Annoying executable reporting on NTFS drives in Linux
I have a shared NTFS drive between Linux and Windows. In Linux I mount the NTFS drive with the 'exec' option (as default) so I can compile and run binaries. However 'exec' makes all files within the drive executable.
When I try to colocate a git repo on this drive, jj reports every file as being modified to be executable. While they all are executable, I don't want this represented as a change in the repo. Running jj chmod normal <some_file> does nothing because the drive is mounted with all files executable, and jj continues to report everything as modified to be executable.
Git has an option for this as core.fileMode.
Here is git's documentation: https://git-scm.com/docs/git-config#Documentation/git-config.txt-corefileMode
core.fileMode
Tells Git if the executable bit of files in the working tree is to be honored.
Some filesystems lose the executable bit when a file that is marked as executable is checked out, or checks out a non-executable file with executable bit on. git-clone[1] or git-init[1] probe the filesystem to see if it handles the executable bit correctly and this variable is automatically set as necessary.
A repository, however, may be on a filesystem that handles the filemode correctly, and this variable is set to
truewhen created, but later may be made accessible from another environment that loses the filemode (e.g. exporting ext4 via CIFS mount, visiting a Cygwin created repository with Git for Windows or Eclipse). In such a case it may be necessary to set this variable tofalse. See git-update-index[1].The default is true (when core.filemode is not specified in the config file).

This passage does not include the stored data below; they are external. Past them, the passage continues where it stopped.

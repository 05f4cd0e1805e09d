//! Core settings model.

use rust_decimal::Decimal;
use serde::{Deserialize, Serialize};

use crate::constants::{
    DEFAULT_DOCUMENT_NUMBER_PREFIX, DEFAULT_DUE_DAYS, DEFAULT_TAX_RATE, MAX_DUE_DAYS,
};
use crate::errors::{Error, Result};

/// Settings shared by the ledger and the document assembler.
///
/// Every field has a default, so a partial JSON document (or `{}`) is a valid
/// configuration.
#[derive(Debug, Clone, PartialEq, Serialize, Deserialize)]
#[serde(default)]
pub struct CoreSettings {
    /// Tax rate applied to each line total, as a fraction (0.15 = 15%).
    pub tax_rate: Decimal,
    /// Days added to the issue date to obtain the due date.
    pub due_days: i64,
    pub document_number_prefix: String,
}

impl Default for CoreSettings {
    fn default() -> Self {
        Self {
            tax_rate: DEFAULT_TAX_RATE,
            due_days: DEFAULT_DUE_DAYS,
            document_number_prefix: DEFAULT_DOCUMENT_NUMBER_PREFIX.to_string(),
        }
    }
}

impl CoreSettings {
    /// Parses settings from JSON, filling missing keys with defaults, and
    /// validates the result.
    pub fn from_json(raw: &str) -> Result<Self> {
        let settings: CoreSettings = serde_json::from_str(raw)?;
        settings.validate()?;
        log::debug!("Loaded core settings: {:?}", settings);
        Ok(settings)
    }

    pub fn validate(&self) -> Result<()> {
        if self.tax_rate < Decimal::ZERO || self.tax_rate > Decimal::ONE {
            return Err(Error::Settings(format!(
                "tax_rate must be between 0 and 1, got {}",
                self.tax_rate
            )));
        }
        if !(0..=MAX_DUE_DAYS).contains(&self.due_days) {
            return Err(Error::Settings(format!(
                "due_days must be between 0 and {}, got {}",
                MAX_DUE_DAYS, self.due_days
            )));
        }
        if self.document_number_prefix.trim().is_empty() {
            return Err(Error::Settings(
                "document_number_prefix must not be empty".to_string(),
            ));
        }
        Ok(())
    }
}

#[cfg(test)]
mod tests {
    use super::*;
    use rust_decimal_macros::dec;

    #[test]
    fn test_defaults() {
        let settings = CoreSettings::default();
        assert_eq!(settings.tax_rate, dec!(0.15));
        assert_eq!(settings.due_days, 7);
        assert_eq!(settings.document_number_prefix, "INV-");
        assert!(settings.validate().is_ok());
    }

    #[test]
    fn test_from_json_fills_missing_keys() {
        let settings = CoreSettings::from_json(r#"{"due_days": 30}"#).unwrap();
        assert_eq!(settings.due_days, 30);
        assert_eq!(settings.tax_rate, dec!(0.15));
        assert_eq!(settings.document_number_prefix, "INV-");
    }

    #[test]
    fn test_from_json_empty_object() {
        let settings = CoreSettings::from_json("{}").unwrap();
        assert_eq!(settings, CoreSettings::default());
    }

    #[test]
    fn test_rejects_out_of_range_tax_rate() {
        let err = CoreSettings::from_json(r#"{"tax_rate": 1.5}"#).unwrap_err();
        assert!(matches!(err, Error::Settings(_)));
    }

    #[test]
    fn test_rejects_negative_due_days() {
        let err = CoreSettings::from_json(r#"{"due_days": -1}"#).unwrap_err();
        assert!(matches!(err, Error::Settings(_)));
    }

    #[test]
    fn test_due_days_bounds() {
        assert_eq!(CoreSettings::from_json(r#"{"due_days": 0}"#).unwrap().due_days, 0);
        assert_eq!(
            CoreSettings::from_json(r#"{"due_days": 3650}"#).unwrap().due_days,
            3650
        );
        assert!(matches!(
            CoreSettings::from_json(r#"{"due_days": 3651}"#),
            Err(Error::Settings(_))
        ));
        assert!(matches!(
            CoreSettings::from_json(r#"{"due_days": 100000000}"#),
            Err(Error::Settings(_))
        ));
    }

    #[test]
    fn test_rejects_blank_prefix() {
        let err = CoreSettings::from_json(r#"{"document_number_prefix": " "}"#).unwrap_err();
        assert!(matches!(err, Error::Settings(_)));
    }

    #[test]
    fn test_rejects_malformed_json() {
        assert!(matches!(
            CoreSettings::from_json("not json"),
            Err(Error::Settings(_))
        ));
    }
}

I'm not sure how an option like this might integrate with JJ's use of executable bits in windows, but it would be nice to add some solution for filesystems on Linux that can't easily control the executable bit.
I think it's probably feasible to have a mode where jj ignores the executable bit of files in the worktree and jj chmod (newly renamed to jj file chmod) is the only way to set/remove the executable bit. It could be specified with jj config set --repo.
I'm surprised this is not more of a problem, actually. I'm guessing this might show up when using WSL as well. I can't decide whether this deserves a Windows tag, but I guess it ultimately does since it's Windows filesystems that don't have an executable bit.
Sounds like we should replace the current compile-time switches between Windows and Unix by a runtime switch, which would then always be false on Windows and read from config on Unix.
@wrzian, if you're interested in implementing it, see how it's currently done in https://github.com/martinvonz/jj/blob/main/lib/src/local_working_copy.rs. Just search for "executable" there. We would probably want to pass the config into LocalWorkingCopyFactory.
We would probably want to pass the config into
LocalWorkingCopyFactory.
Actually, that will make it harder to initialize it because we typically don't have the settings available when we want to initialize the LocalWorkingCopyFactory. So maybe we'll need to pass &UserSettings to init_working_copy() and load_working_copy() instead.
FYI @ilyagr you're right, it is a big problem in WSL because the canonical way to access Windows OS files from WSL is via /mnt/, which is all executable by default, so this is super annoying when the repo lives in Windows but you open it in WSL.
My guess is that most users don't mix WSL and Windows on a single repo. I certainly don't.
Until the config becomes available, is there a short term solution to this - how do I avoid committing this as a "change" to the repo? Is the solution currently just "don't mix WSL and Windows", so the repo needs to be moved to be not on the Windows filesystem?
I've accidentally left the PR alone for a while since I've been focusing on other things, but you should be able to download and compile my branch from #4478 and use that binary until this gets merged (one of the reasons I haven't brought it to completion is that it's been working fine for me like that 😅).
As a partial fix I added the following to my zsh config:
function isWinDir {
case $PWD/ in
/mnt/*) return $(true);;
*) return $(false);;
esac
}
function git {
if isWinDir;
then
git.exe "$@"
else
command git "$@"
fi
}
function jj {
if isWinDir;
then
jj.exe "$@"
else
command jj "$@"
fi
}
This makes sure the windows version of jj is run when in the windows directory, thus bypassing the issues in this ticket. It does require one to have both a windows and WSL jj installation with separate config files, but it is a small issue.
Edit: If you need to run the function above in not logged in shells, such as running a watch in a zellij pane for jj diff or jj log, then you can run the following:
watch 'zsh -c "source ~/.zsh/.wsl; jj diff"'
Make sure and change the sourced file to the location of your own function above. This will allow you to run the windows version of jj in a non-logged in shell. One could add --ignore-working-copy to the diff to get around this issue of file executability being updated. But in this case I wanted the watch to update the files, so I did not have to manually run jj st or the like on every change.